In the complex world of property development finance, securing a loan involves various legal documents that protect both the lender and the borrower. In Part 1, we discussed the initial critical documents, and now we delve deeper into additional security documents that will typically accompany a property development loan.
A General Security Agreement (GSA) grants the lender a security interest over the borrower’s current and future assets, providing comprehensive collateral for the loan.

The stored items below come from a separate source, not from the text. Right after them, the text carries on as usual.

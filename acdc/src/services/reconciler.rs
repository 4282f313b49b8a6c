//! Statement reconciliation
//!
//! Compares the statements an entity already has for one property with the
//! statements the user wants added or removed, and computes the writes needed
//! to converge. Everything here is pure: the caller fetched the entity state
//! once up front and executes the returned operations afterwards.

use acdc_common::datamodel::{
    DesiredStatement, EntityRecord, Guid, GuidSequence, PropertyId, Rank, Snak, Statement,
};
use tracing::warn;

use crate::input::StatementSection;

/// One write that adds information to an entity
#[derive(Debug, Clone, PartialEq, Eq)]
pub enum AddOperation {
    /// Brand-new statement under a freshly derived GUID
    Create(Statement),
    /// Replacement of an existing statement, same GUID
    Update(Statement),
}

impl AddOperation {
    pub fn statement(&self) -> &Statement {
        match self {
            AddOperation::Create(statement) | AddOperation::Update(statement) => statement,
        }
    }

    pub fn is_create(&self) -> bool {
        matches!(self, AddOperation::Create(_))
    }
}

/// Deletion of one existing statement
#[derive(Debug, Clone, PartialEq, Eq)]
pub struct RemoveOperation {
    pub guid: Guid,
    pub main_snak: Snak,
}

/// Operations for one entity, grouped by property in section order
#[derive(Debug, Clone, Default, PartialEq, Eq)]
pub struct EntityPlan {
    pub additions: Vec<(PropertyId, Vec<AddOperation>)>,
    pub removals: Vec<(PropertyId, Vec<RemoveOperation>)>,
}

impl EntityPlan {
    pub fn write_count(&self) -> usize {
        self.additions.iter().map(|(_, ops)| ops.len()).sum::<usize>()
            + self.removals.iter().map(|(_, ops)| ops.len()).sum::<usize>()
    }

    pub fn is_empty(&self) -> bool {
        self.write_count() == 0
    }
}

/// Compute add operations for one property
///
/// `existing` is the entity's current statement group for the property and
/// `desired` the add section for it. Each desired statement is matched
/// against the first existing statement with an equal main snak; unmatched
/// ones become creates, matched ones become merge-updates unless already
/// satisfied.
pub fn reconcile_additions(
    existing: &[Statement],
    desired: &[DesiredStatement],
    guids: &mut GuidSequence<'_>,
) -> Vec<AddOperation> {
    let mut operations = Vec::new();

    for wanted in desired {
        let Some(current) = existing.iter().find(|s| s.main_snak == wanted.main_snak) else {
            operations.push(AddOperation::Create(Statement::from_desired(
                guids.next_guid(),
                wanted,
            )));
            continue;
        };

        if current.matches_desired(wanted) {
            continue;
        }

        let candidate = merge_into_existing(current, wanted);
        if candidate != *current {
            operations.push(AddOperation::Update(candidate));
        }
    }

    operations
}

/// Merge a desired statement into a copy of a matching existing one
///
/// The copy keeps its GUID, references and any qualifier property the
/// desired statement does not mention; qualifier properties it does mention
/// take the desired snak list. Rank only moves away from Normal.
pub fn merge_into_existing(existing: &Statement, desired: &DesiredStatement) -> Statement {
    let mut candidate = existing.clone();
    candidate.qualifiers.merge(&desired.qualifiers);

    if desired.rank != Rank::Normal && existing.rank == Rank::Normal {
        candidate.rank = desired.rank;
    }

    candidate
}

/// Compute remove operations for one property
///
/// Matching is by main snak only; qualifiers and rank of the existing
/// statements are ignored. More than one match is unexpected but not fatal:
/// every match is removed.
pub fn reconcile_removals(
    existing: &[Statement],
    to_remove: &[DesiredStatement],
) -> Vec<RemoveOperation> {
    let mut operations = Vec::new();

    for unwanted in to_remove {
        let matches: Vec<&Statement> = existing
            .iter()
            .filter(|s| s.main_snak == unwanted.main_snak)
            .collect();

        if matches.len() > 1 {
            warn!(
                property = %unwanted.property(),
                "{} statements match '{}', removing all of them",
                matches.len(),
                unwanted.main_snak
            );
        }

        operations.extend(matches.into_iter().map(|s| RemoveOperation {
            guid: s.id.clone(),
            main_snak: s.main_snak.clone(),
        }));
    }

    operations
}

/// Reconcile every add and remove section against one entity
pub fn plan_entity(
    record: &EntityRecord,
    add_sections: &[StatementSection],
    remove_sections: &[StatementSection],
    guids: &mut GuidSequence<'_>,
) -> EntityPlan {
    let additions = add_sections
        .iter()
        .map(|section| {
            let existing = record.statements_for(&section.property);
            (
                section.property.clone(),
                reconcile_additions(existing, &section.statements, guids),
            )
        })
        .collect();

    let removals = remove_sections
        .iter()
        .map(|section| {
            let existing = record.statements_for(&section.property);
            (
                section.property.clone(),
                reconcile_removals(existing, &section.statements),
            )
        })
        .collect();

    EntityPlan {
        additions,
        removals,
    }
}

#[cfg(test)]
mod tests {
    use super::*;
    use acdc_common::datamodel::{EntityId, QualifierSet};
    use uuid::Uuid;

    fn p(id: &str) -> PropertyId {
        PropertyId::parse(id).unwrap()
    }

    fn existing(guid: &str, property: &str, item: &str) -> Statement {
        Statement {
            id: Guid::parse(guid).unwrap(),
            main_snak: Snak::item(p(property), item),
            qualifiers: QualifierSet::new(),
            rank: Rank::Normal,
            references: Vec::new(),
        }
    }

    #[test]
    fn test_subset_qualifiers_are_a_no_op() {
        let mut current = existing("M1$g1", "P1", "Q10");
        current.qualifiers.push(Snak::item(p("P2"), "Q20"));
        current.qualifiers.push(Snak::item(p("P3"), "Q30"));

        let wanted = DesiredStatement::new(Snak::item(p("P1"), "Q10"))
            .with_qualifier(Snak::item(p("P2"), "Q20"));

        let entity = EntityId::parse("M1").unwrap();
        let mut counter = 0;
        let mut guids = GuidSequence::new(Uuid::nil(), &entity, &mut counter);
        let ops = reconcile_additions(&[current], &[wanted], &mut guids);
        assert!(ops.is_empty());
        assert_eq!(counter, 0);
    }

    #[test]
    fn test_rank_never_demoted() {
        let mut current = existing("M1$g1", "P1", "Q10");
        current.rank = Rank::Preferred;
        let wanted = DesiredStatement::new(Snak::item(p("P1"), "Q10"));

        let merged = merge_into_existing(&current, &wanted);
        assert_eq!(merged.rank, Rank::Preferred);
        assert_eq!(merged, current);
    }

    #[test]
    fn test_deprecated_not_overridden_by_preferred() {
        let mut current = existing("M1$g1", "P1", "Q10");
        current.rank = Rank::Deprecated;
        let wanted =
            DesiredStatement::new(Snak::item(p("P1"), "Q10")).with_rank(Rank::Preferred);

        assert_eq!(merge_into_existing(&current, &wanted).rank, Rank::Deprecated);
    }

    #[test]
    fn test_references_preserved_on_update() {
        let mut current = existing("M1$g1", "P1", "Q10");
        current.references = vec![serde_json::json!({"hash": "abc", "snaks": {}})];
        let wanted = DesiredStatement::new(Snak::item(p("P1"), "Q10"))
            .with_qualifier(Snak::item(p("P2"), "Q20"));

        let merged = merge_into_existing(&current, &wanted);
        assert_eq!(merged.references, current.references);
        assert_eq!(merged.id, current.id);
    }

    #[test]
    fn test_removal_ignores_qualifiers_and_rank() {
        let mut current = existing("M1$g1", "P1", "Q10");
        current.rank = Rank::Preferred;
        current.qualifiers.push(Snak::item(p("P2"), "Q20"));

        let ops = reconcile_removals(
            &[current],
            &[DesiredStatement::new(Snak::item(p("P1"), "Q10"))],
        );
        assert_eq!(ops.len(), 1);
        assert_eq!(ops[0].guid.as_str(), "M1$g1");
    }

    #[test]
    fn test_removal_of_absent_value_is_empty() {
        let ops = reconcile_removals(
            &[existing("M1$g1", "P1", "Q10")],
            &[DesiredStatement::new(Snak::item(p("P1"), "Q99"))],
        );
        assert!(ops.is_empty());
    }
}
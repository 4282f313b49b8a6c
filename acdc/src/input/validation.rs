//! Specification validation
//!
//! Pure function of a [`BatchSpecification`] snapshot, recomputed after
//! every input event. Errors block publishing; they never reach the network.

use acdc_common::datamodel::{PropertyId, Snak};
use serde::Serialize;

use super::specification::{BatchSpecification, SectionKind, StatementSection};

#[derive(Debug, Clone, PartialEq, Eq, Serialize)]
#[serde(tag = "kind", rename_all = "snake_case")]
pub enum ValidationError {
    /// Two add statements for one property share a main value
    DuplicateAddValue { property: PropertyId, value: String },
    /// Two remove statements for one property share a main value
    DuplicateRemoveValue { property: PropertyId, value: String },
    /// A remove statement carries qualifiers
    QualifiersOnRemoval { property: PropertyId, value: String },
}

impl std::fmt::Display for ValidationError {
    fn fmt(&self, f: &mut std::fmt::Formatter<'_>) -> std::fmt::Result {
        match self {
            ValidationError::DuplicateAddValue { property, value } => {
                write!(f, "Duplicate value to add for {}: {}", property, value)
            }
            ValidationError::DuplicateRemoveValue { property, value } => {
                write!(f, "Duplicate value to remove for {}: {}", property, value)
            }
            ValidationError::QualifiersOnRemoval { property, value } => write!(
                f,
                "Statements to remove cannot have qualifiers ({}: {})",
                property, value
            ),
        }
    }
}

/// Derived validity of a specification
#[derive(Debug, Clone, PartialEq, Eq, Serialize)]
pub struct Validity {
    pub can_submit: bool,
    pub errors: Vec<ValidationError>,
}

impl Validity {
    pub fn is_valid(&self) -> bool {
        self.errors.is_empty()
    }
}

/// Validate a specification
///
/// Publishing additionally needs at least one title and one statement.
/// The same value appearing on both the add and remove side is not
/// detected.
pub fn validate(spec: &BatchSpecification) -> Validity {
    let mut errors = Vec::new();

    for section in spec.sections(SectionKind::Add) {
        for value in duplicate_main_snaks(section) {
            errors.push(ValidationError::DuplicateAddValue {
                property: section.property.clone(),
                value: value.to_string(),
            });
        }
    }

    for section in spec.sections(SectionKind::Remove) {
        for value in duplicate_main_snaks(section) {
            errors.push(ValidationError::DuplicateRemoveValue {
                property: section.property.clone(),
                value: value.to_string(),
            });
        }
        for statement in section.statements.iter().filter(|s| !s.qualifiers.is_empty()) {
            errors.push(ValidationError::QualifiersOnRemoval {
                property: section.property.clone(),
                value: statement.main_snak.to_string(),
            });
        }
    }

    let can_submit =
        errors.is_empty() && !spec.titles().is_empty() && spec.statements_per_entity() > 0;

    Validity { can_submit, errors }
}

/// Main snaks occurring more than once in a section, each reported once
fn duplicate_main_snaks(section: &StatementSection) -> Vec<&Snak> {
    let statements = &section.statements;
    let mut duplicates: Vec<&Snak> = Vec::new();

    for (i, first) in statements.iter().enumerate() {
        for second in &statements[i + 1..] {
            if first.main_snak == second.main_snak && !duplicates.contains(&&first.main_snak) {
                duplicates.push(&first.main_snak);
            }
        }
    }

    duplicates
}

It is the second most critical security after the mortgage, and almost all lenders will require it when providing development finance.
Living up to its name, the GSA is general, securing a broad range of assets and can cover all present and after-acquired property, goods, intangibles, money, and more. GSAs reduce the lender’s risk, ensuring a claim over such assets in case of default.
Once signed, the GSA will give the lender the right to register their security interest on the Personal Property Securities Register (PPSR) and make a claim over the secured property in the event the borrower defaults on the loan. Like a mortgage, charges are registered in an order of priority (1st, 2nd, 3rd ranking, etc.). Most development lenders will require a first-ranking GSA over the borrower, so it is important to know if you have granted a GSA (or the ability to register a charge on the PPSR register) to another lender (or trade supplier, as is often the case).
The simplest way to ensure you can offer a 1st ranking GSA to your development finance partner is to have a clean entity or special purpose vehicle (SPV) set up to specifically undertake your project. If you have a group entity that has other debts, it can be very complicated carving out a 1st ranking charge over the development assets, which as discussed, most lenders will require.
A Specific Security Agreement (SSA) provides the lender with a security interest in specific assets rather than a broad range. In development finance, this typically pertains to specific assets or contracts relating to a project such as sale and purchase agreements, pre-sale agreements, construction contracts, construction bonds, etc.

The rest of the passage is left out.